Mars' Raindrops May Once Have Been Bigger Than Earth's

'Hidden' Valley in Gale Crater on Mars
This image by NASA's Mars rover Curiosity shows very fine-grained sediments, which fell down through the water of a lake that existed inside the Red Planet's Gale Crater billions of years ago (Image credit: NASA)

Billions of years ago, rain on Mars was heavy enough to shape the planet's surface, carving channels into the red dirt and washing away parts of impact craters, new research suggests.

Some of the Red Planet raindrops falling in the ancient past were likely even bigger than the ones we're used to here on Earth, according to the study.

The study's authors — Robert Craddock of the Smithsonian Institution in Washington, D.C., and Ralph Lorenz of the Johns Hopkins University Applied Physics Laboratory in Laurel, Maryland — modeled the rainfall of ancient Mars by taking into account how the planet's atmosphere has changed over the eons. [Photos: The Search for Water on Mars]

Just after Mars formed about 4.5 billion years ago, it likely had a thick atmosphere with a pressure that was about four times that of Earth's current air, the researchers determined. They calculated that such high pressures would have resulted in tiny raindrops just 3 millimeters or so across.

But pressure dropped on Mars as the years went on, changing the nature of the planet's rain, the researchers said.

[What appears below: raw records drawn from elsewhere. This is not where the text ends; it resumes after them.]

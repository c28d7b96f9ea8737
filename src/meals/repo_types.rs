use serde::Serialize;
use sqlx::FromRow;
use time::OffsetDateTime;

/// A consumption event. `calories` is fixed when the row is written and is
/// never recomputed from the food's current calorie density.
#[derive(Debug, Clone, PartialEq, Eq, Serialize, FromRow)]
pub struct Meal {
    pub id: i64,
    pub grams: i32,
    pub calories: i32,
    #[serde(rename = "timestamp", with = "time::serde::rfc3339")]
    pub created_at: OffsetDateTime,
    pub user_id: i64,
    pub food_id: i64,
}

#[derive(Debug, Clone)]
pub struct NewMeal {
    pub user_id: i64,
    pub food_id: i64,
    pub grams: i32,
    pub calories: i32,
}

/// A meal joined with the name of its food, for display.
#[derive(Debug, Clone, PartialEq, Eq, Serialize, FromRow)]
pub struct MealEntry {
    pub id: i64,
    pub food_id: i64,
    pub food_name: String,
    pub grams: i32,
    pub calories: i32,
    #[serde(rename = "timestamp", with = "time::serde::rfc3339")]
    pub created_at: OffsetDateTime,
}
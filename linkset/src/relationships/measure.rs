//! Timing spans around provider operations

use std::future::Future;
use std::time::Instant;
use tracing::{Instrument, debug, warn};

use crate::Result;

/// Run `operation` inside `span` and log its duration and outcome
pub(crate) async fn measured<F, T>(
    span: tracing::Span,
    name: &'static str,
    resource_id: &str,
    operation: F,
) -> Result<T>
where
    F: Future<Output = Result<T>>,
{
    async move {
        let start = Instant::now();
        let result = operation.await;
        let duration = start.elapsed();

        match &result {
            Ok(_) => debug!(
                duration_ms = %duration.as_millis(),
                "{} for {} completed", name, resource_id
            ),
            Err(e) => warn!(
                duration_ms = %duration.as_millis(),
                error = %e,
                "{} for {} failed", name, resource_id
            ),
        }
        result
    }
    .instrument(span)
    .await
}
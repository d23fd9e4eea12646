//! Per-request context passed through every provider call

use serde::{Deserialize, Serialize};
use uuid::Uuid;

/// Context of one field-level request
#[derive(Debug, Clone, PartialEq, Eq, Serialize, Deserialize)]
pub struct RequestContext {
    /// Correlates every store call and log line of a request
    pub transaction_id: String,
    /// Authenticated caller, if known
    pub caller: Option<String>,
    /// Set for requests issued by the engine itself; these are never
    /// reported to the activity logger
    pub internal: bool,
}

impl Default for RequestContext {
    fn default() -> Self {
        Self::new()
    }
}

impl RequestContext {
    /// A new external request context with a fresh transaction id
    pub fn new() -> Self {
        Self {
            transaction_id: Uuid::new_v4().to_string(),
            caller: None,
            internal: false,
        }
    }

    pub fn with_caller(mut self, caller: impl Into<String>) -> Self {
        self.caller = Some(caller.into());
        self
    }

    /// A copy of this context marked internal, keeping the transaction id
    pub fn as_internal(&self) -> Self {
        Self {
            internal: true,
            ..self.clone()
        }
    }
}

#[cfg(test)]
mod tests {
    use super::*;

    #[test]
    fn test_internal_copy_keeps_transaction() {
        let context = RequestContext::new().with_caller("admin");
        let internal = context.as_internal();
        assert!(!context.internal);
        assert!(internal.internal);
        assert_eq!(internal.transaction_id, context.transaction_id);
        assert_eq!(internal.caller.as_deref(), Some("admin"));
        assert_ne!(RequestContext::new().transaction_id, context.transaction_id);
    }
}
//! Relationship field descriptors
//!
//! A [`SchemaField`] describes one relationship-valued field of an object
//! type. Descriptors are loaded once with the object type and never change
//! afterwards; providers only read them.

pub mod properties;

use serde::{Deserialize, Serialize};
use serde_json::Value;

pub use properties::{PropertiesError, PropertiesValidator};

/// How many references a field holds
#[derive(Debug, Clone, Copy, Default, PartialEq, Eq, Hash, Serialize, Deserialize)]
#[serde(rename_all = "snake_case")]
pub enum Cardinality {
    /// At most one reference
    #[default]
    Single,
    /// Any number of references
    Collection,
}

/// Validation applied to references assigned to a field
#[derive(Debug, Clone, PartialEq, Eq, Serialize, Deserialize)]
pub struct ValidationPolicy {
    /// Check that the referenced resource exists
    #[serde(default = "default_validate")]
    pub validate: bool,
}

fn default_validate() -> bool {
    true
}

impl Default for ValidationPolicy {
    fn default() -> Self {
        Self { validate: true }
    }
}

/// Static descriptor of a relationship field
#[derive(Debug, Clone, PartialEq, Serialize, Deserialize)]
#[serde(rename_all = "camelCase")]
pub struct SchemaField {
    pub name: String,
    /// The field is the second endpoint of edges created from the other side
    #[serde(default)]
    pub is_reverse_relationship: bool,
    #[serde(default)]
    pub cardinality: Cardinality,
    /// Name of the matching field on the referenced resource, when the
    /// relationship is bidirectional
    #[serde(default, skip_serializing_if = "Option::is_none")]
    pub reverse_property_name: Option<String>,
    /// Allowed referent containers, e.g. `managed/role`; empty allows any
    #[serde(default, skip_serializing_if = "Vec::is_empty")]
    pub resource_collections: Vec<String>,
    /// Schema for `_refProperties`
    #[serde(default, skip_serializing_if = "Option::is_none")]
    pub properties: Option<Value>,
    #[serde(default, skip_serializing_if = "Option::is_none")]
    pub validation: Option<ValidationPolicy>,
}

impl SchemaField {
    pub fn new(name: impl Into<String>, cardinality: Cardinality) -> Self {
        Self {
            name: name.into(),
            is_reverse_relationship: false,
            cardinality,
            reverse_property_name: None,
            resource_collections: Vec::new(),
            properties: None,
            validation: None,
        }
    }

    pub fn single(name: impl Into<String>) -> Self {
        Self::new(name, Cardinality::Single)
    }

    pub fn collection(name: impl Into<String>) -> Self {
        Self::new(name, Cardinality::Collection)
    }

    /// Mark the field as the reverse side of its relationship
    pub fn reverse(mut self) -> Self {
        self.is_reverse_relationship = true;
        self
    }

    pub fn with_reverse_property_name(mut self, name: impl Into<String>) -> Self {
        self.reverse_property_name = Some(name.into());
        self
    }

    pub fn with_resource_collection(mut self, container: impl Into<String>) -> Self {
        self.resource_collections.push(container.into());
        self
    }

    pub fn with_properties_schema(mut self, schema: Value) -> Self {
        self.properties = Some(schema);
        self
    }

    pub fn with_validation(mut self, policy: ValidationPolicy) -> Self {
        self.validation = Some(policy);
        self
    }

    pub fn is_collection(&self) -> bool {
        self.cardinality == Cardinality::Collection
    }

    /// Whether referenced resources must exist
    pub fn validates_referents(&self) -> bool {
        self.validation.as_ref().is_none_or(|policy| policy.validate)
    }

    /// Whether `reference` points into one of the allowed containers
    pub fn accepts_reference(&self, reference: &str) -> bool {
        self.resource_collections.is_empty()
            || self.resource_collections.iter().any(|container| {
                reference
                    .strip_prefix(container.trim_end_matches('/'))
                    .and_then(|rest| rest.strip_prefix('/'))
                    .is_some_and(|id| !id.is_empty() && !id.contains('/'))
            })
    }

    /// Check the descriptor itself
    pub fn check(&self) -> Result<(), PropertiesError> {
        if self.name.is_empty() || self.name.contains('/') {
            return Err(PropertiesError::InvalidSchema(format!(
                "Invalid relationship field name '{}'",
                self.name
            )));
        }
        match &self.properties {
            Some(schema) => PropertiesValidator::parse_schema(schema),
            None => Ok(()),
        }
    }
}
//! Activity logging of client-visible relationship operations

use async_trait::async_trait;
use serde::{Deserialize, Serialize};
use std::fmt;
use tracing::info;

use crate::Result;
use crate::context::RequestContext;

/// Outcome recorded with an activity entry
#[derive(Debug, Clone, Copy, PartialEq, Eq, Serialize, Deserialize)]
#[serde(rename_all = "SCREAMING_SNAKE_CASE")]
pub enum ActivityStatus {
    Success,
    Failure,
}

impl fmt::Display for ActivityStatus {
    fn fmt(&self, f: &mut fmt::Formatter<'_>) -> fmt::Result {
        match self {
            ActivityStatus::Success => write!(f, "SUCCESS"),
            ActivityStatus::Failure => write!(f, "FAILURE"),
        }
    }
}

/// Receives an entry for every operation a client performs on a
/// relationship field. Internal requests are never reported.
#[async_trait]
pub trait ActivityLogger: Send + Sync {
    async fn log(
        &self,
        context: &RequestContext,
        operation: &str,
        resource_path: &str,
        status: ActivityStatus,
    ) -> Result<()>;
}

/// Emits each activity entry as a structured `tracing` event
#[derive(Debug, Clone, Copy, Default)]
pub struct TracingActivityLogger;

#[async_trait]
impl ActivityLogger for TracingActivityLogger {
    async fn log(
        &self,
        context: &RequestContext,
        operation: &str,
        resource_path: &str,
        status: ActivityStatus,
    ) -> Result<()> {
        info!(
            target: "linkset::activity",
            transaction_id = %context.transaction_id,
            caller = context.caller.as_deref().unwrap_or("anonymous"),
            operation,
            resource_path,
            status = %status,
            "relationship activity"
        );
        Ok(())
    }
}

/// Discards every entry
#[derive(Debug, Clone, Copy, Default)]
pub struct NoopActivityLogger;

#[async_trait]
impl ActivityLogger for NoopActivityLogger {
    async fn log(
        &self,
        _context: &RequestContext,
        _operation: &str,
        _resource_path: &str,
        _status: ActivityStatus,
    ) -> Result<()> {
        Ok(())
    }
}

#[cfg(test)]
mod tests {
    use super::*;

    #[tokio::test]
    async fn test_builtin_loggers_accept_entries() {
        let context = RequestContext::new();
        assert!(
            TracingActivityLogger
                .log(&context, "query", "managed/user/1", ActivityStatus::Success)
                .await
                .is_ok()
        );
        assert!(
            NoopActivityLogger
                .log(&context, "query", "managed/user/1", ActivityStatus::Failure)
                .await
                .is_ok()
        );
        assert_eq!(ActivityStatus::Failure.to_string(), "FAILURE");
    }
}
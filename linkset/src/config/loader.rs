//! Configuration loader.
//!
//! Merges configuration from defaults, files and the environment.

use super::{ConfigError, DEFAULT_CONFIG_FILES, ENV_PREFIX, Result, models::*, validation};
use figment::{
    Figment,
    providers::{Env, Format, Json, Serialized, Toml, Yaml},
};
use std::path::{Path, PathBuf};

/// Configuration loader that handles loading from multiple sources.
#[derive(Debug, Clone)]
pub struct ConfigLoader {
    figment: Figment,
}

impl ConfigLoader {
    /// Create a new configuration loader with default values.
    pub fn new() -> Self {
        let figment = Figment::new().merge(Serialized::defaults(LinksetConfig::default()));
        Self { figment }
    }

    /// Load configuration from a file.
    pub fn load_file<P: AsRef<Path>>(&mut self, path: P) -> Result<&mut Self> {
        let path = path.as_ref();

        if !path.exists() {
            return Err(ConfigError::FileLoadError(format!(
                "Configuration file not found: {}",
                path.display()
            )));
        }

        let extension = path.extension().and_then(|ext| ext.to_str());
        if !matches!(extension, Some("toml" | "yaml" | "yml" | "json")) {
            return Err(ConfigError::FileLoadError(format!(
                "Unsupported file format: {}",
                path.display()
            )));
        }

        let figment = std::mem::take(&mut self.figment);
        self.figment = match extension {
            Some("toml") => figment.merge(Toml::file(path)),
            Some("json") => figment.merge(Json::file(path)),
            _ => figment.merge(Yaml::file(path)),
        };

        Ok(self)
    }

    /// Load the first configuration file found in the default locations,
    /// then the first one in the user configuration directory.
    pub fn load_default_files(&mut self) -> &mut Self {
        for file in DEFAULT_CONFIG_FILES {
            let path = PathBuf::from(file);
            if path.exists() && self.load_file(&path).is_ok() {
                break;
            }
        }

        if let Some(proj_dirs) = directories::ProjectDirs::from("org", "linkset", "linkset") {
            let config_dir = proj_dirs.config_dir();

            for ext in &["toml", "yaml", "yml", "json"] {
                let path = config_dir.join(format!("config.{}", ext));
                if path.exists() && self.load_file(&path).is_ok() {
                    break;
                }
            }
        }

        self
    }

    /// Load configuration from environment variables.
    ///
    /// Nested keys are separated by a double underscore, e.g.
    /// `LINKSET_RELATIONSHIPS__MAX_CONCURRENT_OPERATIONS=4`.
    pub fn load_env(&mut self) -> &mut Self {
        let figment = std::mem::take(&mut self.figment).merge(Env::prefixed(ENV_PREFIX).split("__"));
        self.figment = figment;
        self
    }

    /// Load configuration from a custom source.
    pub fn merge<T: figment::Provider>(&mut self, provider: T) -> &mut Self {
        let figment = std::mem::take(&mut self.figment).merge(provider);
        self.figment = figment;
        self
    }

    /// Extract and validate the configuration.
    pub fn extract(&self) -> Result<LinksetConfig> {
        let config: LinksetConfig = self
            .figment
            .extract()
            .map_err(|e| ConfigError::ParseError(e.to_string()))?;

        validation::validate_config(&config)?;

        Ok(config)
    }
}

impl Default for ConfigLoader {
    fn default() -> Self {
        Self::new()
    }
}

"By using basic physical principles to understand the relationship between the atmosphere, raindrop size and rainfall intensity, we have shown that Mars would have seen some pretty big raindrops that would have been able to make more drastic changes to the surface than the earlier fog-like droplets," Lorenz said in a statement.

At an atmospheric pressure equivalent to that of Earth's, for example, Martian raindrop diameter likely maxed out at about 7.3 mm — nearly 1 mm larger than current Earth drops, the researchers found.

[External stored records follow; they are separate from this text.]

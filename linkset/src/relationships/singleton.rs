//! Provider for relationship fields holding at most one reference

use std::sync::Arc;
use tracing::{debug, info_span};

use crate::config::RelationshipConfig;
use crate::context::RequestContext;
use crate::schema::SchemaField;
use crate::storage::traits::ResourceStore;
use crate::{LinksetError, Result};

use super::edges::EdgeOperations;
use super::identity::RelationshipIdentity;
use super::locks::OwnerLocks;
use super::measure::measured;
use super::reference::RelationshipReference;
use super::validator::RelationshipValidator;

/// Reads and replaces the single edge of a singleton relationship field
#[derive(Debug)]
pub struct SingletonRelationshipProvider {
    edges: EdgeOperations,
    validator: RelationshipValidator,
    expand_references: bool,
    locks: Option<OwnerLocks>,
}

impl SingletonRelationshipProvider {
    pub fn new(
        resource_container: impl Into<String>,
        field: SchemaField,
        store: Arc<dyn ResourceStore>,
        validator: RelationshipValidator,
        config: &RelationshipConfig,
    ) -> Self {
        Self {
            edges: EdgeOperations::new(store, resource_container, field, config),
            validator,
            expand_references: config.expand_references,
            locks: config.serialize_owner_replaces.then(OwnerLocks::new),
        }
    }

    pub fn field(&self) -> &SchemaField {
        self.edges.field()
    }

    /// The field's reference on `resource_id`, if any
    pub async fn get_relationship_value_for_resource(
        &self,
        _context: &RequestContext,
        resource_id: &str,
    ) -> Result<Option<RelationshipReference>> {
        let owner = self.edges.owner_path(resource_id);
        let span = info_span!("relationship.singleton.get", resource_id = %resource_id);
        measured(span, "get", resource_id, async {
            let Some(reference) = self.current(&owner).await? else {
                return Ok(None);
            };
            if self.expand_references {
                Ok(Some(self.edges.expand_or_keep(reference).await))
            } else {
                Ok(Some(reference))
            }
        })
        .await
    }

    /// Set the field's reference on `resource_id`.
    ///
    /// `None` clears the field when `clear_existing` is set. A reference with
    /// an edge id updates that edge; one without always replaces the current
    /// edge, so the field never holds more than one.
    pub async fn set_relationship_value_for_resource(
        &self,
        clear_existing: bool,
        context: &RequestContext,
        resource_id: &str,
        value: Option<RelationshipReference>,
    ) -> Result<Option<RelationshipReference>> {
        let owner = self.edges.owner_path(resource_id);
        let span = info_span!(
            "relationship.singleton.replace",
            resource_id = %resource_id,
            clear_existing
        );
        measured(span, "replace", resource_id, async {
            if let Some(reference) = &value {
                self.validator.check_shape(self.field(), reference)?;
            }

            let _guard = match &self.locks {
                Some(locks) => Some(locks.acquire(&owner).await),
                None => None,
            };

            let Some(reference) = value else {
                if clear_existing {
                    self.clear_owner(&owner).await?;
                }
                return Ok(None);
            };

            self.validator.validate_referrer(&owner).await?;
            let existing = self.edges.existing_edges(&owner).await?;
            let old_value: Vec<RelationshipReference> = existing
                .iter()
                .map(|edge| RelationshipReference::from_edge(edge, &owner, &self.field().name))
                .collect();
            self.validator
                .validate_relationship_field(
                    self.field(),
                    context,
                    &old_value,
                    std::slice::from_ref(&reference),
                    &owner,
                    // the current edge is updated or replaced, never joined
                    false,
                )
                .await?;

            let operation = match reference.edge_id() {
                Some(id) => {
                    let edge = existing
                        .iter()
                        .find(|edge| edge.id.as_deref() == Some(id))
                        .ok_or_else(|| {
                            LinksetError::NotFound(format!(
                                "Relationship {} not found on {} field {}",
                                id,
                                owner,
                                self.field().name
                            ))
                        })?;
                    self.edges.update_operation(&owner, edge, &reference)?
                }
                None => {
                    let deletes = existing
                        .iter()
                        .map(|edge| self.edges.delete_operation(edge))
                        .collect::<Result<Vec<_>>>()?;
                    let deleted = self.edges.execute(&owner, deletes).await?;
                    debug!("Replaced {} previous relationships of {}", deleted.len(), owner);
                    self.edges.create_operation(&owner, &reference)?
                }
            };

            let mut written = self.edges.execute(&owner, vec![operation]).await?;
            Ok(written.pop())
        })
        .await
    }

    /// Delete the field's edge on `resource_id`, returning it if present
    pub async fn clear(
        &self,
        _context: &RequestContext,
        resource_id: &str,
    ) -> Result<Option<RelationshipReference>> {
        let owner = self.edges.owner_path(resource_id);
        let span = info_span!("relationship.singleton.clear", resource_id = %resource_id);
        measured(span, "clear", resource_id, async {
            let _guard = match &self.locks {
                Some(locks) => Some(locks.acquire(&owner).await),
                None => None,
            };
            self.clear_owner(&owner).await
        })
        .await
    }

    async fn clear_owner(&self, owner: &str) -> Result<Option<RelationshipReference>> {
        let existing = self.edges.existing_edges(owner).await?;
        let deletes = existing
            .iter()
            .map(|edge| self.edges.delete_operation(edge))
            .collect::<Result<Vec<_>>>()?;
        let mut deleted = self.edges.execute(owner, deletes).await?;
        Ok(deleted.pop())
    }

    /// Validate `new_value` when it differs from `old_value`
    pub async fn validate_relationship_field(
        &self,
        context: &RequestContext,
        old_value: Option<&RelationshipReference>,
        new_value: Option<&RelationshipReference>,
        referrer_id: &str,
        perform_duplicate_assignment_check: bool,
    ) -> Result<()> {
        let Some(new_value) = new_value else {
            return Ok(());
        };
        if old_value.map(RelationshipIdentity::of) == Some(RelationshipIdentity::of(new_value)) {
            debug!("Skipping validation of unchanged reference to {:?}", new_value.reference);
            return Ok(());
        }
        let referrer = self.edges.owner_path(referrer_id);
        let span = info_span!("relationship.singleton.validate", resource_id = %referrer_id);
        measured(span, "validate", referrer_id, async {
            self.validator
                .validate_relationship(
                    self.field(),
                    new_value,
                    &referrer,
                    context,
                    perform_duplicate_assignment_check,
                )
                .await
        })
        .await
    }

    // the single stored edge, unexpanded
    async fn current(&self, owner: &str) -> Result<Option<RelationshipReference>> {
        let mut edges = self.edges.existing_edges(owner).await?;
        if edges.len() > 1 {
            return Err(LinksetError::Internal(format!(
                "Singleton field {} of {} has {} relationships",
                self.field().name,
                owner,
                edges.len()
            )));
        }
        Ok(edges
            .pop()
            .map(|edge| RelationshipReference::from_edge(&edge, owner, &self.field().name)))
    }
}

"However, rainfall from such a storm would be only about 70 percent as intense on Mars, primarily due to the lower Martian gravity and resulting lower terminal velocities of the raindrops," Craddock and Lorenz wrote in the new study, which was just published online in the journal Icarus.

"There will always be some unknowns, of course, such as how high a storm cloud may have risen into the Martian atmosphere, but we made efforts to apply the range of published variables for rainfall on Earth," Craddock said in the statement. "It's unlikely that rainfall on early Mars would have been dramatically different than what's described in our paper. Our findings provide new, more definitive, constraints about the history of water and the climate on Mars."

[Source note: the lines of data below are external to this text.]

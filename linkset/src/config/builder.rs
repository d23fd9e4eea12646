//! Configuration builder.

use super::{Result, models::*, validation};
use std::path::Path;

/// Builder for creating LinksetConfig instances.
#[derive(Debug, Clone, Default)]
pub struct ConfigBuilder {
    config: LinksetConfig,
}

impl ConfigBuilder {
    /// Create a new configuration builder with default values.
    pub fn new() -> Self {
        Self::default()
    }

    /// Set the store container holding edge records.
    pub fn with_repository_path(mut self, path: impl Into<String>) -> Self {
        self.config.relationships.repository_path = path.into();
        self
    }

    /// Bound the number of store operations in flight per fan-out.
    pub fn with_max_concurrent_operations(mut self, limit: usize) -> Self {
        self.config.relationships.max_concurrent_operations = limit;
        self
    }

    /// Enable or disable expansion of referenced resources.
    pub fn with_expand_references(mut self, enabled: bool) -> Self {
        self.config.relationships.expand_references = enabled;
        self
    }

    /// Reject or pass through unrecognized query filter fields.
    pub fn with_strict_filter_fields(mut self, strict: bool) -> Self {
        self.config.relationships.strict_filter_fields = strict;
        self
    }

    /// Serialize replaces of the same owner within this process.
    pub fn with_serialized_owner_replaces(mut self, enabled: bool) -> Self {
        self.config.relationships.serialize_owner_replaces = enabled;
        self
    }

    /// Set the log level.
    pub fn with_log_level(mut self, level: LogLevel) -> Self {
        self.config.logging.level = level;
        self
    }

    /// Set the log format.
    pub fn with_log_format(mut self, format: LogFormat) -> Self {
        self.config.logging.format = format;
        self
    }

    /// Configure logging to a file.
    pub fn with_log_file<P: AsRef<Path>>(mut self, path: P) -> Self {
        self.config.logging.file = Some(path.as_ref().to_path_buf());
        self
    }

    /// Create a configuration for development.
    ///
    /// Debug-level pretty logging, owner replaces serialized.
    pub fn development() -> Self {
        Self::new()
            .with_log_level(LogLevel::Debug)
            .with_log_format(LogFormat::Pretty)
            .with_serialized_owner_replaces(true)
    }

    /// Create a configuration for automated tests: warnings only, no
    /// expansion and a single operation in flight.
    pub fn testing() -> Self {
        Self::new()
            .with_log_level(LogLevel::Warn)
            .with_expand_references(false)
            .with_max_concurrent_operations(1)
    }

    /// Create a production configuration with JSON logging.
    pub fn production() -> Self {
        Self::new()
            .with_log_level(LogLevel::Info)
            .with_log_format(LogFormat::Json)
    }

    /// Build the configuration, validating it in the process.
    pub fn build(self) -> Result<LinksetConfig> {
        validation::validate_config(&self.config)?;

        Ok(self.config)
    }
}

That history has been an eventful one. Data collected by NASA's Mars-orbiting MAVEN spacecraft suggests that, by 3.7 billion years ago, the solar wind had stripped away most of the Red Planet's air. Today, Mars' carbon dioxide-dominated atmosphere is just 1 percent as thick as that of Earth.

As a result of this loss, Mars shifted from a relatively warm and wet world — with rivers, lakes and perhaps even oceans — to the cold and dry planet we know today.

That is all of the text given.